» ASSIGNED TASK
Check every line below, and copy those that include "executable".

MATERIAL PROVIDED START

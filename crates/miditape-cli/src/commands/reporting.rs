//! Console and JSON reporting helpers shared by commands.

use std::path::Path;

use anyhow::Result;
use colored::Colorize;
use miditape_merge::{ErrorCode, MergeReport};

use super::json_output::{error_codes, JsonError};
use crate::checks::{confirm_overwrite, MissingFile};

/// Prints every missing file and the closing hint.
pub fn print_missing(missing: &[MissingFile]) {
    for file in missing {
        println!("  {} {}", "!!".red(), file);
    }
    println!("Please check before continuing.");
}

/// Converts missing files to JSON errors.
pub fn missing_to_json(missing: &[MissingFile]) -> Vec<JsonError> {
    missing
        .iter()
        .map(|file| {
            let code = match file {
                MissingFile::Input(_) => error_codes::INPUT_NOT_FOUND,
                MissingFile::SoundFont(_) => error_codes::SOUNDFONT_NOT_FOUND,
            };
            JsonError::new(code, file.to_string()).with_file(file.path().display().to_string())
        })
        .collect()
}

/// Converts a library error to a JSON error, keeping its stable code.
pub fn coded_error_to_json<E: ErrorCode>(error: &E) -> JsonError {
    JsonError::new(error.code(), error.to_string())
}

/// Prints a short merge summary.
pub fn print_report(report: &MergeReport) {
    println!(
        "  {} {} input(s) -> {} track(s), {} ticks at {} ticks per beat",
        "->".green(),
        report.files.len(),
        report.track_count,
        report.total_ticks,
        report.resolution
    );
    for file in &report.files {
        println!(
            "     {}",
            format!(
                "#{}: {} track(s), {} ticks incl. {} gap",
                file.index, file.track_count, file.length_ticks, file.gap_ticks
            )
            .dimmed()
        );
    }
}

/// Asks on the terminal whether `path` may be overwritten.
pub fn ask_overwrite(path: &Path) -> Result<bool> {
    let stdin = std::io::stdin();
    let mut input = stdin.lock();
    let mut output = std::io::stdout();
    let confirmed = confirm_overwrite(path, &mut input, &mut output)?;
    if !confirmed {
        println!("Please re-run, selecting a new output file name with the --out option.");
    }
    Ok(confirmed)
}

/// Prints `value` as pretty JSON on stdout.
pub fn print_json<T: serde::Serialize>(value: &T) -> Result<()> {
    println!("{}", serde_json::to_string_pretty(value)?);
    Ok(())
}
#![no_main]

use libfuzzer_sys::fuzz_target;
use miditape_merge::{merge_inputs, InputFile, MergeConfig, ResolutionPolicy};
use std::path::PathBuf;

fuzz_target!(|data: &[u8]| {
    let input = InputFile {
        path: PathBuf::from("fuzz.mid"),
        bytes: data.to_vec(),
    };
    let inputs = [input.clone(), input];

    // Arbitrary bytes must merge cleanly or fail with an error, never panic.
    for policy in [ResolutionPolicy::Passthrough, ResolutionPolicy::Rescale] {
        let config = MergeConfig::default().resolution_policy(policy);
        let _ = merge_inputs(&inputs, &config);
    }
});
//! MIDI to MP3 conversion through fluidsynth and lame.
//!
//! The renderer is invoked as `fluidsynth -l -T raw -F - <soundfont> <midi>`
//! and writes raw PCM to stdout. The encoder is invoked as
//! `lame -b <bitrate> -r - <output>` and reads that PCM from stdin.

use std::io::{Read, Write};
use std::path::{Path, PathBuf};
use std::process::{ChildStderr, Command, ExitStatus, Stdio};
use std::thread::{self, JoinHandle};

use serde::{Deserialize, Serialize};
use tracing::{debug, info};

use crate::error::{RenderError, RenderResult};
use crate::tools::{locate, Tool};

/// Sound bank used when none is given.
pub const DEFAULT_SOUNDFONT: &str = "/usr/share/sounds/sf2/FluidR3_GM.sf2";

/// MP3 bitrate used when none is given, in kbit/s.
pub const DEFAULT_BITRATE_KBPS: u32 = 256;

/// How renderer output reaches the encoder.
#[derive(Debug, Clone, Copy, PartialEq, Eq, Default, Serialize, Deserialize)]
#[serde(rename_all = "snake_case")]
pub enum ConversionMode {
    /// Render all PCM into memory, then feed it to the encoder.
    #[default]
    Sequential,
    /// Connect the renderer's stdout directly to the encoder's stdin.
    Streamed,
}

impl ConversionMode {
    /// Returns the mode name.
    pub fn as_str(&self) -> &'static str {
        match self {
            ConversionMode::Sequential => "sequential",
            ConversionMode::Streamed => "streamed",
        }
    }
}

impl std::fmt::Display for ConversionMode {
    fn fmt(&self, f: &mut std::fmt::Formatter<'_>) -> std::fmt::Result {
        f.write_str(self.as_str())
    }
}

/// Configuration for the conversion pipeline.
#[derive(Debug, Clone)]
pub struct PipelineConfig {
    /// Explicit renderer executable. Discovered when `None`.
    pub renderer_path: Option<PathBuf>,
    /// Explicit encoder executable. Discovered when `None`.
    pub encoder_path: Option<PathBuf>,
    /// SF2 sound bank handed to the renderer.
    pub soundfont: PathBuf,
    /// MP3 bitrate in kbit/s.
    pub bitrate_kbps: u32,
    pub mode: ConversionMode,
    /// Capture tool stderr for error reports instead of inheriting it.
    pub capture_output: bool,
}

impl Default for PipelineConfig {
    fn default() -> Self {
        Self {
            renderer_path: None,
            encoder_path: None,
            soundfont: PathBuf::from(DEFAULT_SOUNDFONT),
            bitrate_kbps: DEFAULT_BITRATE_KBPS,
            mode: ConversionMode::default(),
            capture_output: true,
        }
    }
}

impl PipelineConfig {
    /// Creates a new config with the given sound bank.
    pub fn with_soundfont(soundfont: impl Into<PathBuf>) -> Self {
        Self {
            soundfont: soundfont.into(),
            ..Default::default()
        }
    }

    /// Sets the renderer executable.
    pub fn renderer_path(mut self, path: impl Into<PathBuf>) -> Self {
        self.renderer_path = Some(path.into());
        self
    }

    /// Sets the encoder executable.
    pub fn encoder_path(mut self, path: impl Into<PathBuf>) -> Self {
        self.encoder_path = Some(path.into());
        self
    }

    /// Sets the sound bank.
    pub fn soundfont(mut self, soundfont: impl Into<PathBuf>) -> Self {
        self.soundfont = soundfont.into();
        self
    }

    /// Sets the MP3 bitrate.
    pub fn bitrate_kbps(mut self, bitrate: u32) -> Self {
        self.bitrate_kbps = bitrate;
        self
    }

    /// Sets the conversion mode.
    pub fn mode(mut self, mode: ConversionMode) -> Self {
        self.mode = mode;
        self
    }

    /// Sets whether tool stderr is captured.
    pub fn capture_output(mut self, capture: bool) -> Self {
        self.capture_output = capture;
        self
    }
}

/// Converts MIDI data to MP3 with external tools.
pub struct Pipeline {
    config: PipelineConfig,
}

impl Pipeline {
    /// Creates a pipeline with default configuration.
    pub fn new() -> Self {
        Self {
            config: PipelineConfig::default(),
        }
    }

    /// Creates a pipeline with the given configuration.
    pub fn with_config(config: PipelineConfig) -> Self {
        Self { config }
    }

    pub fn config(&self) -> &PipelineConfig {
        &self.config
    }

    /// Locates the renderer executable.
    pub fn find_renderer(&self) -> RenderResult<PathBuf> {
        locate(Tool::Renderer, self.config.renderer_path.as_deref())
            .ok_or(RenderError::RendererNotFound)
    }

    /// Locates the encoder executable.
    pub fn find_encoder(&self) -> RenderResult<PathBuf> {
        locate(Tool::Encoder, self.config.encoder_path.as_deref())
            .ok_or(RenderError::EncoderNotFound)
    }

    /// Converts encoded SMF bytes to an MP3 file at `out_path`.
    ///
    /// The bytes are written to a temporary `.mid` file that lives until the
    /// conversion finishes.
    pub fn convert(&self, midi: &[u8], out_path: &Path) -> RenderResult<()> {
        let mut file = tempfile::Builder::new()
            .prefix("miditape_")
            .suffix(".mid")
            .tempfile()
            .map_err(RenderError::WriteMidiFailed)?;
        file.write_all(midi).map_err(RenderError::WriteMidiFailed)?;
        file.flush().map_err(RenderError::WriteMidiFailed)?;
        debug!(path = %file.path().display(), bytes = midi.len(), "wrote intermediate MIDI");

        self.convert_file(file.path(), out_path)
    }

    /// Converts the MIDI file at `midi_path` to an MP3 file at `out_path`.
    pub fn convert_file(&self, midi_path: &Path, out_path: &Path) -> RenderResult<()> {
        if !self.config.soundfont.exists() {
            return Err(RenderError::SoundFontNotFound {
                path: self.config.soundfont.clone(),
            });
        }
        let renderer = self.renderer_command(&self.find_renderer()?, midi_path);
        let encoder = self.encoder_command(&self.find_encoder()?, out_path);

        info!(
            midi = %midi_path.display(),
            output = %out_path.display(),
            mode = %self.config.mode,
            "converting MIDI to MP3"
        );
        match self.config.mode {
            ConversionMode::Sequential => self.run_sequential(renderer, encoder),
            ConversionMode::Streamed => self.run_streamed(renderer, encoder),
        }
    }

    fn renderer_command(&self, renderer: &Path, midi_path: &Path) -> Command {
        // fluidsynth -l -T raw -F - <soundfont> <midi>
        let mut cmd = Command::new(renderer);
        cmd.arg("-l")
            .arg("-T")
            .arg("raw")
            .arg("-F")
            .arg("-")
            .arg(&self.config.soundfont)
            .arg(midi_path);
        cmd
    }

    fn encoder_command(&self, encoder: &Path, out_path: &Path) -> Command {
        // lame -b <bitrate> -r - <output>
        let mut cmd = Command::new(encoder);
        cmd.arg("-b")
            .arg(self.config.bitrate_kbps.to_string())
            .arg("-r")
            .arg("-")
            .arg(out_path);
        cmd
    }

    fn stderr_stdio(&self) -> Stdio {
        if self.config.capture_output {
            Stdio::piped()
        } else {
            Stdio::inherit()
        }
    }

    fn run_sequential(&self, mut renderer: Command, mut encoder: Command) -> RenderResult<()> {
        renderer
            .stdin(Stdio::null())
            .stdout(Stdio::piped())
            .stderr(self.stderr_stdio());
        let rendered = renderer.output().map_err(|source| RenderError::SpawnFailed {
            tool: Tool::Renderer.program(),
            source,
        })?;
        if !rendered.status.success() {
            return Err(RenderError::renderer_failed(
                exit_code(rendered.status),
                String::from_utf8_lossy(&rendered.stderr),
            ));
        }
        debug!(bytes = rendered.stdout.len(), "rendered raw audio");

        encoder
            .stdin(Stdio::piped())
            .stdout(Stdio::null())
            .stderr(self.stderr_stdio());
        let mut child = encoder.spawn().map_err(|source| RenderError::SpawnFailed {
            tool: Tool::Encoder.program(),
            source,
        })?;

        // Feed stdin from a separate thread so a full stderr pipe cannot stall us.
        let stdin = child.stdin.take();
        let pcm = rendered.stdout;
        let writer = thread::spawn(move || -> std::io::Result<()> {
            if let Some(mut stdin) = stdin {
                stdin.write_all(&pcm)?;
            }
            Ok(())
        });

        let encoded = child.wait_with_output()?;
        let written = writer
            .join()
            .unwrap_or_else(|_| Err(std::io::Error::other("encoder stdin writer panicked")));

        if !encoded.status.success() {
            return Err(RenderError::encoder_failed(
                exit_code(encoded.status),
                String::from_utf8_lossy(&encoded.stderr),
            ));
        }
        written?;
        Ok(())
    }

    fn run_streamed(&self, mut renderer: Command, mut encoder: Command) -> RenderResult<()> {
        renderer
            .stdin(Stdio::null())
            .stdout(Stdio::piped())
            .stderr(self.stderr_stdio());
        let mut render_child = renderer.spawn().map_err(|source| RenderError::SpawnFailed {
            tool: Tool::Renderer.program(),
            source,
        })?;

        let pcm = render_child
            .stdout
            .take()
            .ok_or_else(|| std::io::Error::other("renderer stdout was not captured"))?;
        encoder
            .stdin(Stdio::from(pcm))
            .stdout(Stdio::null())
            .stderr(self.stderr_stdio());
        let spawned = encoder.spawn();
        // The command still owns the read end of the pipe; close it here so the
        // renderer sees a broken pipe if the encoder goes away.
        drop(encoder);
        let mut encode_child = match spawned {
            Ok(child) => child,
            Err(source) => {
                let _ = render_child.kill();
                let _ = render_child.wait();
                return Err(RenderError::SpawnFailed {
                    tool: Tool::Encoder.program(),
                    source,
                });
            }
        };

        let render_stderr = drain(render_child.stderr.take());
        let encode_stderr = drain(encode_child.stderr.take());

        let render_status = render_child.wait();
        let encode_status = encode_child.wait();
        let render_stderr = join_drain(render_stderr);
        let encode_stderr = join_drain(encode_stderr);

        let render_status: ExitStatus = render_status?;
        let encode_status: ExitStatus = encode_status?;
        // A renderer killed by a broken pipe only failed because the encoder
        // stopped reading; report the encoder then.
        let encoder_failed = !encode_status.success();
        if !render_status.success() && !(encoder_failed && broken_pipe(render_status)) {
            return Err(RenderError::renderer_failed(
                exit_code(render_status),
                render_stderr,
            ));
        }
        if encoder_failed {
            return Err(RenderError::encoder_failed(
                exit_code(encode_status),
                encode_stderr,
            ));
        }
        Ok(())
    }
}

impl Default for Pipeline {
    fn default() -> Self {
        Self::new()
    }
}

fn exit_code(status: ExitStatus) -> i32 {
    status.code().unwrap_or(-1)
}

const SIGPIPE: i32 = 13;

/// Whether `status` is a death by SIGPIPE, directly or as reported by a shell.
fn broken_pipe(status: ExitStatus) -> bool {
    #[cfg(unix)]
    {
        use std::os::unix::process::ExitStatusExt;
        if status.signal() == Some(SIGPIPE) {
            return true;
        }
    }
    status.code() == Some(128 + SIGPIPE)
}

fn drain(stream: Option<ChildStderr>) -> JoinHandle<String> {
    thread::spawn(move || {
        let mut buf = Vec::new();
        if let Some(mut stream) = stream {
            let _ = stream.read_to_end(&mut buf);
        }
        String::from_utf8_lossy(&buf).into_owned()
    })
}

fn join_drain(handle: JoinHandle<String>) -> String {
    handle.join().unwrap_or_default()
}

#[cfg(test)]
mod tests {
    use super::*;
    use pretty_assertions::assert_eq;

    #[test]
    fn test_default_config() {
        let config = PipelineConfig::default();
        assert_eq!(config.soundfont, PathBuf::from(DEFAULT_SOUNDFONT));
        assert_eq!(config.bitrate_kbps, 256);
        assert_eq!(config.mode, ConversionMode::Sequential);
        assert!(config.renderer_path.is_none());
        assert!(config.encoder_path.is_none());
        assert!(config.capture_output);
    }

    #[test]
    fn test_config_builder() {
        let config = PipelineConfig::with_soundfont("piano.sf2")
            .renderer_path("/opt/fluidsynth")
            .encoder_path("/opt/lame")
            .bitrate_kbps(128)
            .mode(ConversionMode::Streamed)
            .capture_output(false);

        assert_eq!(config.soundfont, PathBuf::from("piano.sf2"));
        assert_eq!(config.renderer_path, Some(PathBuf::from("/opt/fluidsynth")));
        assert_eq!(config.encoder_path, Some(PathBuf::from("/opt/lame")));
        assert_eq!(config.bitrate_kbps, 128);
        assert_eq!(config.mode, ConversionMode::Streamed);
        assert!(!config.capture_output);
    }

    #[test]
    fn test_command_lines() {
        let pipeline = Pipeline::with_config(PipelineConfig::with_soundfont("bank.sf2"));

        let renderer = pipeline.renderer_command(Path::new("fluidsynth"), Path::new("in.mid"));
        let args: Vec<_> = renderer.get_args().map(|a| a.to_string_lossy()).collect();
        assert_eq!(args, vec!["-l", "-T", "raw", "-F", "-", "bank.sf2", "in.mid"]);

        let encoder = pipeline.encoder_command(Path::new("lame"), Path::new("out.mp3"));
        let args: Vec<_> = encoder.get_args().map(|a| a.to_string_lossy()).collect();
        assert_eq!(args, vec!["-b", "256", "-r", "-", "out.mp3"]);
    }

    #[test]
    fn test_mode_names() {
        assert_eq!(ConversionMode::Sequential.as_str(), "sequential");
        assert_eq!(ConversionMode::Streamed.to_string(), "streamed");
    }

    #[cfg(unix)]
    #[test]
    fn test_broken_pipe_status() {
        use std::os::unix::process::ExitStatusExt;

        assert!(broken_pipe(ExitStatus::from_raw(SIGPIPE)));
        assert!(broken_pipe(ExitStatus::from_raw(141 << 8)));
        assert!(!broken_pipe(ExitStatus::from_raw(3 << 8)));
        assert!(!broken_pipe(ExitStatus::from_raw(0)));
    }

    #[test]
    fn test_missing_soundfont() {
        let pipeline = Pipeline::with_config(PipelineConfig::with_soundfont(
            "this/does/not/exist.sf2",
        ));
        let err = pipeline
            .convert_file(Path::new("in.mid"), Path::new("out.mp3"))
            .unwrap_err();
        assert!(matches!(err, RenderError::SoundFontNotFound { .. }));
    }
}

MATERIAL PROVIDED END
MATERIAL PROVIDED START

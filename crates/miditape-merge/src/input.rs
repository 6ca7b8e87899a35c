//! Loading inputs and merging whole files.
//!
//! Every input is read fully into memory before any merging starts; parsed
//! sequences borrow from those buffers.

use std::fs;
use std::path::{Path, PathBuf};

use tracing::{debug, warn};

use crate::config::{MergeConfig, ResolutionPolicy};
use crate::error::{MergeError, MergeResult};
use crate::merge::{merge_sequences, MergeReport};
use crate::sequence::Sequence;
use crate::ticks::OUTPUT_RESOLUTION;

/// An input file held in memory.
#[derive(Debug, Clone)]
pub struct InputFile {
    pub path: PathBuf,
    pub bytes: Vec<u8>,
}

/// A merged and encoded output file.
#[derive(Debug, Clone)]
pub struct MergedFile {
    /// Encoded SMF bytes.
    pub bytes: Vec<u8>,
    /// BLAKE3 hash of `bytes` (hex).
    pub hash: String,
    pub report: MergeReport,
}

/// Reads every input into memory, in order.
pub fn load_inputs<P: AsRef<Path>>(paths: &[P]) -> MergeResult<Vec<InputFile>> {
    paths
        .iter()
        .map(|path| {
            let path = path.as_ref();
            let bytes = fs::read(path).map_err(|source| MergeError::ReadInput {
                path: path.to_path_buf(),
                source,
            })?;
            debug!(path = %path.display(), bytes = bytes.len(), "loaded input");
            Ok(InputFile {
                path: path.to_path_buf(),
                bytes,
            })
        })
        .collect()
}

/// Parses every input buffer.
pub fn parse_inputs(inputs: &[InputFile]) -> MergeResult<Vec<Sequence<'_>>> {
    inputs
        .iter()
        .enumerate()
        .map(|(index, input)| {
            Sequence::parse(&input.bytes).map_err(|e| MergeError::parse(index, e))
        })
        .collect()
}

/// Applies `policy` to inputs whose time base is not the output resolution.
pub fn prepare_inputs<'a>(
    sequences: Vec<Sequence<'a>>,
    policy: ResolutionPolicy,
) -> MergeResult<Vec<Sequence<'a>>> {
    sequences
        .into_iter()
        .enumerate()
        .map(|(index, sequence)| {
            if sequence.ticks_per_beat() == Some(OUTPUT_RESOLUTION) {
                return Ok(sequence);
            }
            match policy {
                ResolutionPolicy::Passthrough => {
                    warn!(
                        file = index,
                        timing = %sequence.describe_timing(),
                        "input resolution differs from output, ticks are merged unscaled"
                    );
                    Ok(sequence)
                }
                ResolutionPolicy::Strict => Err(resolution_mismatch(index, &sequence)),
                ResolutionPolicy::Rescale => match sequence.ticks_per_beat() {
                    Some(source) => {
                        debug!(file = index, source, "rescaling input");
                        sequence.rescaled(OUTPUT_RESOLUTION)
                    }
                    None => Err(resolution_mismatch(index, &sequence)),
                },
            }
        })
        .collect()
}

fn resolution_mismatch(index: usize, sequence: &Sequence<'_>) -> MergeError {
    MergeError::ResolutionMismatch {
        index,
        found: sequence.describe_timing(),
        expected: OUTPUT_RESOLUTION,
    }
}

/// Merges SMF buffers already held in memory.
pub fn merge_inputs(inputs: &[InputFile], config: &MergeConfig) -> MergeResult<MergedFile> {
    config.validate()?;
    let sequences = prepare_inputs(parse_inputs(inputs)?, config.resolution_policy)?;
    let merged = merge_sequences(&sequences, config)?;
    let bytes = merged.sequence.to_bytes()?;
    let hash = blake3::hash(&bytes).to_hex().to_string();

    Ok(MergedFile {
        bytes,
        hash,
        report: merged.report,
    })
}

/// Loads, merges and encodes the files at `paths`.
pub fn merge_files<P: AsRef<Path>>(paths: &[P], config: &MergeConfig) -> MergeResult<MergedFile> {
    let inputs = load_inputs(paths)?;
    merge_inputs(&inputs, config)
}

MATERIAL PROVIDED END

» EXERCISE SOLUTION
    /// Explicit renderer executable. Discovered when `None`.
    /// Explicit encoder executable. Discovered when `None`.
    /// Sets the renderer executable.
    /// Sets the encoder executable.
    /// Locates the renderer executable.
    /// Locates the encoder executable.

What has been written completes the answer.